The template provides a dataset that derives from the merged weather-citation dataframe that you generated
    	in Week 2.  Each observation in the data frame represents the number of red light citations issued each hour since 2020, together with
    	a bad weather indicator for that hour (refer to the Week 2 solution).  The dataframe includes additional
    	features such as circular components of the day of week, time of day, and day of year and indicator variables indicating whether the day is a weekend or U.S. federal holiday.
    	The template provides code to split into training and test instances, and to scale both.

Using a regression algorithm of your choice to predict the number of citations from the other features:

1. Using a hyperparameter optimization method of your choice, find optimal hyperparameter values that maximize the regressor's $R^2$ value.
2. Print the selected hyperparameter values.
3. Fit the estimator, using the optimal hyperparameters that you identified in (a), to the full set of training data
4. Evaluate the $R^2$ metric against the provided test data.

In [1]:
import pandas as pd
import numpy as np
from sklearn.preprocessing import MinMaxScaler
from sklearn.model_selection import train_test_split
from sklearn.compose import ColumnTransformer

In [2]:
from google.colab import drive
drive.mount("/content/drive")

Mounted at /content/drive


The below code loads and prepares the test and training data sets.

In [3]:
df = pd.read_parquet("/content/drive/Shareddrives/DS602-F22/Data/weather_week10.parquet")
y = df.pop("count")
X_train, X_test, y_train, y_test = train_test_split(df, y, test_size=0.2)
ct = ColumnTransformer(
    [
        ("ts", MinMaxScaler(), ["timestamp"]),
        ("drop", "drop", ["wobsts"])
    ], remainder="passthrough"
)
X_train = ct.fit_transform(X_train)
X_test = ct.transform(X_test)
y_train = y_train.values
y_test = y_test.values

In [4]:
from sklearn.ensemble import RandomForestRegressor
from sklearn.model_selection import GridSearchCV
rf_model = RandomForestRegressor() #Here I chose RandomForestRegressor because it effectively handles complex, non-linear relationships and reduces overfitting through ensemble learning.

In [5]:
param_grid = {
    'n_estimators': [50, 100, 200],
    'max_depth': [None, 10, 20],
    'min_samples_split': [2, 5, 10]
}

grid_search = GridSearchCV(rf_model, param_grid, scoring='r2', cv=2, verbose=2, n_jobs=-1)
grid_search.fit(X_train, y_train)

Fitting 2 folds for each of 27 candidates, totalling 54 fits


In [6]:
print(f"Best hyperparameters found using GridSearchCV: {grid_search.best_params_}")
print(f"Best R^2 score found using GridSearchCV: {grid_search.best_score_}")

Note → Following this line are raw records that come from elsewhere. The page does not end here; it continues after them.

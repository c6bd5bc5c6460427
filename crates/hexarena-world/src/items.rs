//! Loot: item spawning, pickups, traps, and timed buffs.
//!
//! # Spawn distributions
//!
//! | Item   | Epoch spawn | Cornucopia |
//! |--------|-------------|------------|
//! | Ration | 40%         | 15%        |
//! | Weapon | 25%         | 35%        |
//! | Shield | 20%         | 35%        |
//! | Trap   | 10%         | 5%         |
//! | Oracle | 5%          | 10%        |
//!
//! The cornucopia table favors weapons and shields to force early contested
//! fights, and keeps traps rare so the first movers are not punished.
//!
//! Items never spawn on occupied tiles or on tiles that already hold an
//! item. Item ids come from an [`ItemIdAllocator`] owned by the battle, so
//! spawning is reproducible under a seeded RNG.

use std::collections::BTreeMap;

use rand::Rng;
use rand::seq::SliceRandom;
use tracing::debug;

use hexarena_types::{
    AgentId, BuffTick, HexCoord, Item, ItemBuff, ItemId, ItemType, TileType, TrapTrigger,
};

use crate::grid::Grid;

/// Weighted entries for the per-epoch spawn roll.
pub const EPOCH_SPAWN_WEIGHTS: [(ItemType, u32); 5] = [
    (ItemType::Ration, 40),
    (ItemType::Weapon, 25),
    (ItemType::Shield, 20),
    (ItemType::Trap, 10),
    (ItemType::Oracle, 5),
];

/// Weighted entries for seeding the cornucopia at battle start.
pub const CORNUCOPIA_WEIGHTS: [(ItemType, u32); 5] = [
    (ItemType::Ration, 15),
    (ItemType::Weapon, 35),
    (ItemType::Shield, 35),
    (ItemType::Trap, 5),
    (ItemType::Oracle, 10),
];

/// Tunables for the loot subsystem.
#[derive(Debug, Clone, PartialEq, Eq)]
pub struct ItemConfig {
    /// Smallest ration heal.
    pub ration_heal_min: u32,
    /// Largest ration heal.
    pub ration_heal_max: u32,
    /// Damage dealt by a trap.
    pub trap_damage: u32,
    /// Fewest items spawned per epoch.
    pub min_spawn: u32,
    /// Most items spawned per epoch.
    pub max_spawn: u32,
    /// Epochs a weapon buff lasts.
    pub weapon_epochs: u32,
    /// Epochs a shield buff lasts.
    pub shield_epochs: u32,
    /// Epochs an oracle buff lasts.
    pub oracle_epochs: u32,
}

impl Default for ItemConfig {
    fn default() -> Self {
        Self {
            ration_heal_min: 50,
            ration_heal_max: 150,
            trap_damage: 100,
            min_spawn: 1,
            max_spawn: 3,
            weapon_epochs: 3,
            shield_epochs: 2,
            oracle_epochs: 1,
        }
    }
}

/// Hands out sequential item ids for one battle.
#[derive(Debug, Clone, Default, PartialEq, Eq)]
pub struct ItemIdAllocator {
    next: u64,
}

impl ItemIdAllocator {
    /// Start allocating from 1.
    pub const fn new() -> Self {
        Self { next: 1 }
    }

    /// Allocate the next id.
    pub const fn allocate(&mut self) -> ItemId {
        let id = ItemId(self.next);
        self.next = self.next.saturating_add(1);
        id
    }
}

/// Pick an entry from a weight table given a roll in `[0, total)`.
fn select_weighted(table: &[(ItemType, u32)], roll: u32) -> ItemType {
    let mut cumulative: u32 = 0;
    for &(item_type, weight) in table {
        cumulative = cumulative.saturating_add(weight);
        if roll < cumulative {
            return item_type;
        }
    }
    ItemType::Ration
}

/// Roll an item type from a weight table.
pub fn roll_item_type(table: &[(ItemType, u32)], rng: &mut impl Rng) -> ItemType {
    let total = table
        .iter()
        .fold(0_u32, |acc, &(_, weight)| acc.saturating_add(weight));
    if total == 0 {
        return ItemType::Ration;
    }
    select_weighted(table, rng.random_range(0..total))
}

/// Spawn between `min_spawn` and `max_spawn` items on empty tiles.
///
/// A tile is eligible when nobody stands on it and it holds no item.
/// Returns the new grid and the spawned items.
pub fn spawn_items(
    grid: &Grid,
    epoch: u64,
    config: &ItemConfig,
    ids: &mut ItemIdAllocator,
    rng: &mut impl Rng,
) -> (Grid, Vec<Item>) {
    let mut candidates: Vec<HexCoord> = grid
        .tiles()
        .filter(|t| t.occupant_id.is_none() && t.items.is_empty())
        .map(|t| t.coord)
        .collect();
    candidates.shuffle(rng);

    let low = config.min_spawn.min(config.max_spawn);
    let count = rng.random_range(low..=config.max_spawn);
    let count = usize::try_from(count).unwrap_or(0);

    let mut next = grid.clone();
    let mut spawned = Vec::new();
    for coord in candidates.into_iter().take(count) {
        let item = Item {
            id: ids.allocate(),
            item_type: roll_item_type(&EPOCH_SPAWN_WEIGHTS, rng),
            coord,
            spawned_at_epoch: epoch,
            is_cornucopia: false,
        };
        next = next.add_item(item.clone());
        spawned.push(item);
    }

    debug!(epoch, count = spawned.len(), "Items spawned");
    (next, spawned)
}

/// Seed one item on every vacant cornucopia tile at battle start.
///
/// On small grids the spawn ring overlaps the cornucopia; tiles already
/// holding an agent stay empty.
pub fn spawn_cornucopia_items(
    grid: &Grid,
    ids: &mut ItemIdAllocator,
    rng: &mut impl Rng,
) -> (Grid, Vec<Item>) {
    let mut next = grid.clone();
    let mut spawned = Vec::new();
    for coord in grid
        .tiles_of_type(TileType::Cornucopia)
        .into_iter()
        .filter(|c| grid.occupant(*c).is_none())
    {
        let item = Item {
            id: ids.allocate(),
            item_type: roll_item_type(&CORNUCOPIA_WEIGHTS, rng),
            coord,
            spawned_at_epoch: 0,
            is_cornucopia: true,
        };
        next = next.add_item(item.clone());
        spawned.push(item);
    }
    (next, spawned)
}

/// The effect of picking up one item.
#[derive(Debug, Clone, PartialEq, Eq)]
pub struct PickupOutcome {
    /// Instant HP change, already clamped to `[0, max_hp]`.
    pub hp_change: i64,
    /// Buff to attach to the agent.
    pub buff: Option<ItemBuff>,
}

/// Resolve a pickup.
///
/// Rations heal a uniform amount in the configured range, capped at the
/// missing HP. Weapons, shields and oracles grant a timed buff. A trap
/// reached through this path still deals its damage, capped at current HP.
pub fn pickup_item(
    item: &Item,
    hp: u32,
    max_hp: u32,
    config: &ItemConfig,
    rng: &mut impl Rng,
) -> PickupOutcome {
    let buff = |epochs: u32| {
        Some(ItemBuff {
            buff_type: item.item_type,
            remaining_epochs: epochs,
            source_item_id: item.id,
        })
    };

    match item.item_type {
        ItemType::Ration => {
            let low = config.ration_heal_min.min(config.ration_heal_max);
            let roll = rng.random_range(low..=config.ration_heal_max);
            let heal = roll.min(max_hp.saturating_sub(hp));
            PickupOutcome {
                hp_change: i64::from(heal),
                buff: None,
            }
        }
        ItemType::Weapon => PickupOutcome {
            hp_change: 0,
            buff: buff(config.weapon_epochs),
        },
        ItemType::Shield => PickupOutcome {
            hp_change: 0,
            buff: buff(config.shield_epochs),
        },
        ItemType::Oracle => PickupOutcome {
            hp_change: 0,
            buff: buff(config.oracle_epochs),
        },
        ItemType::Trap => PickupOutcome {
            hp_change: -i64::from(config.trap_damage.min(hp)),
            buff: None,
        },
    }
}

/// Fire every trap on the tile an agent just entered.
///
/// Each trap is removed from the grid as it fires, so it can only fire
/// once. Damage is reported uncapped; the caller clamps HP.
pub fn check_traps(
    grid: &Grid,
    agent: AgentId,
    coord: HexCoord,
    config: &ItemConfig,
) -> (Grid, Vec<TrapTrigger>) {
    let traps: Vec<ItemId> = grid
        .tile(coord)
        .map(|t| {
            t.items
                .iter()
                .filter(|i| i.item_type == ItemType::Trap)
                .map(|i| i.id)
                .collect()
        })
        .unwrap_or_default();

    let mut next = grid.clone();
    let mut triggers = Vec::new();
    for item_id in traps {
        next = next.remove_item(coord, item_id);
        triggers.push(TrapTrigger {
            agent_id: agent,
            item_id,
            coord,
            damage: config.trap_damage,
        });
    }
    (next, triggers)
}

/// Decrement every buff by one epoch and evict the expired ones.
///
/// Pure: the input is not modified. Agents whose buffs all expire are
/// dropped from the returned map.
pub fn tick_item_buffs(
    buffs: &BTreeMap<AgentId, Vec<ItemBuff>>,
) -> (BTreeMap<AgentId, Vec<ItemBuff>>, Vec<BuffTick>) {
    let mut next = BTreeMap::new();
    let mut ticks = Vec::new();

    for (&agent_id, agent_buffs) in buffs {
        let mut kept = Vec::new();
        for buff in agent_buffs {
            let remaining = buff.remaining_epochs.saturating_sub(1);
            let expired = remaining == 0;
            ticks.push(BuffTick {
                agent_id,
                buff_type: buff.buff_type,
                remaining_epochs: remaining,
                expired,
            });
            if !expired {
                kept.push(ItemBuff {
                    remaining_epochs: remaining,
                    ..buff.clone()
                });
            }
        }
        if !kept.is_empty() {
            next.insert(agent_id, kept);
        }
    }

    (next, ticks)
}

/// Number of active buffs of a type.
pub fn buff_count(buffs: &[ItemBuff], buff_type: ItemType) -> u32 {
    let count = buffs
        .iter()
        .filter(|b| b.buff_type == buff_type && b.remaining_epochs > 0)
        .count();
    u32::try_from(count).unwrap_or(u32::MAX)
}

/// Whether at least one buff of a type is active.
pub fn has_buff(buffs: &[ItemBuff], buff_type: ItemType) -> bool {
    buff_count(buffs, buff_type) > 0
}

Best hyperparameters found using GridSearchCV: {'max_depth': 20, 'min_samples_split': 10, 'n_estimators': 200}
Best R^2 score found using GridSearchCV: 0.8188561602634765


Fitting model with best params to training data

In [7]:
rf_model = RandomForestRegressor(**grid_search.best_params_)
rf_model.fit(X_train, y_train)

Testing model against test data

In [8]:
from sklearn.metrics import r2_score
y_pred = rf_model.predict(X_test)
r2 = r2_score(y_test, y_pred)
print(f"R^2 score on test data: {r2}")

R^2 score on test data: 0.831984216290856


# Problem 2 - Evaluation
This problem is an extension of the problem sets 6 and 7.  Refer to the Model Evaluation and Selection section from Week 8 for guidance on model evaluation.

After completing problem set 7, you should have 5 models: the 3 classifiers from week 7 problem 1, the voting model from week 7, problem 2, and the stacking model from week 7, problem 3.  If you wish, you may also include the SVM model you developed for week 6, problem 2.  Then:

The below code performs the required preprocessing from Week 7:

In [9]:
from sklearn.datasets import fetch_openml
from sklearn.preprocessing import StandardScaler

from xgboost import XGBClassifier
from sklearn.decomposition import PCA
from sklearn.ensemble import RandomForestClassifier
from sklearn.pipeline import Pipeline
from sklearn.preprocessing import PolynomialFeatures
from sklearn.linear_model import LogisticRegression
from sklearn.svm import SVC
from sklearn.ensemble import VotingClassifier
from sklearn.ensemble import StackingClassifier

#fetch OpenML data
X, y = fetch_openml('mnist_784', version=1, return_X_y=True, as_frame=False,
                    parser="auto")

#split into test/training sets
N=60000
X_train, y_train = X[:N, :], y[:N]
X_test, y_test = X[N:, :], y[N:]

#scale data
scaler = StandardScaler()
X_train = scaler.fit_transform(X_train)
X_test = scaler.transform(X_test)

# PCA
pca = PCA(n_components = 0.75)
X_train = pca.fit_transform(X_train)
X_test = pca.transform(X_test)

# recoded target variable
recode_fn = lambda y: np.choose(np.isin(y, list("01234")), [-1,1])
y_test, y_train = (recode_fn(y) for y in [y_test, y_train])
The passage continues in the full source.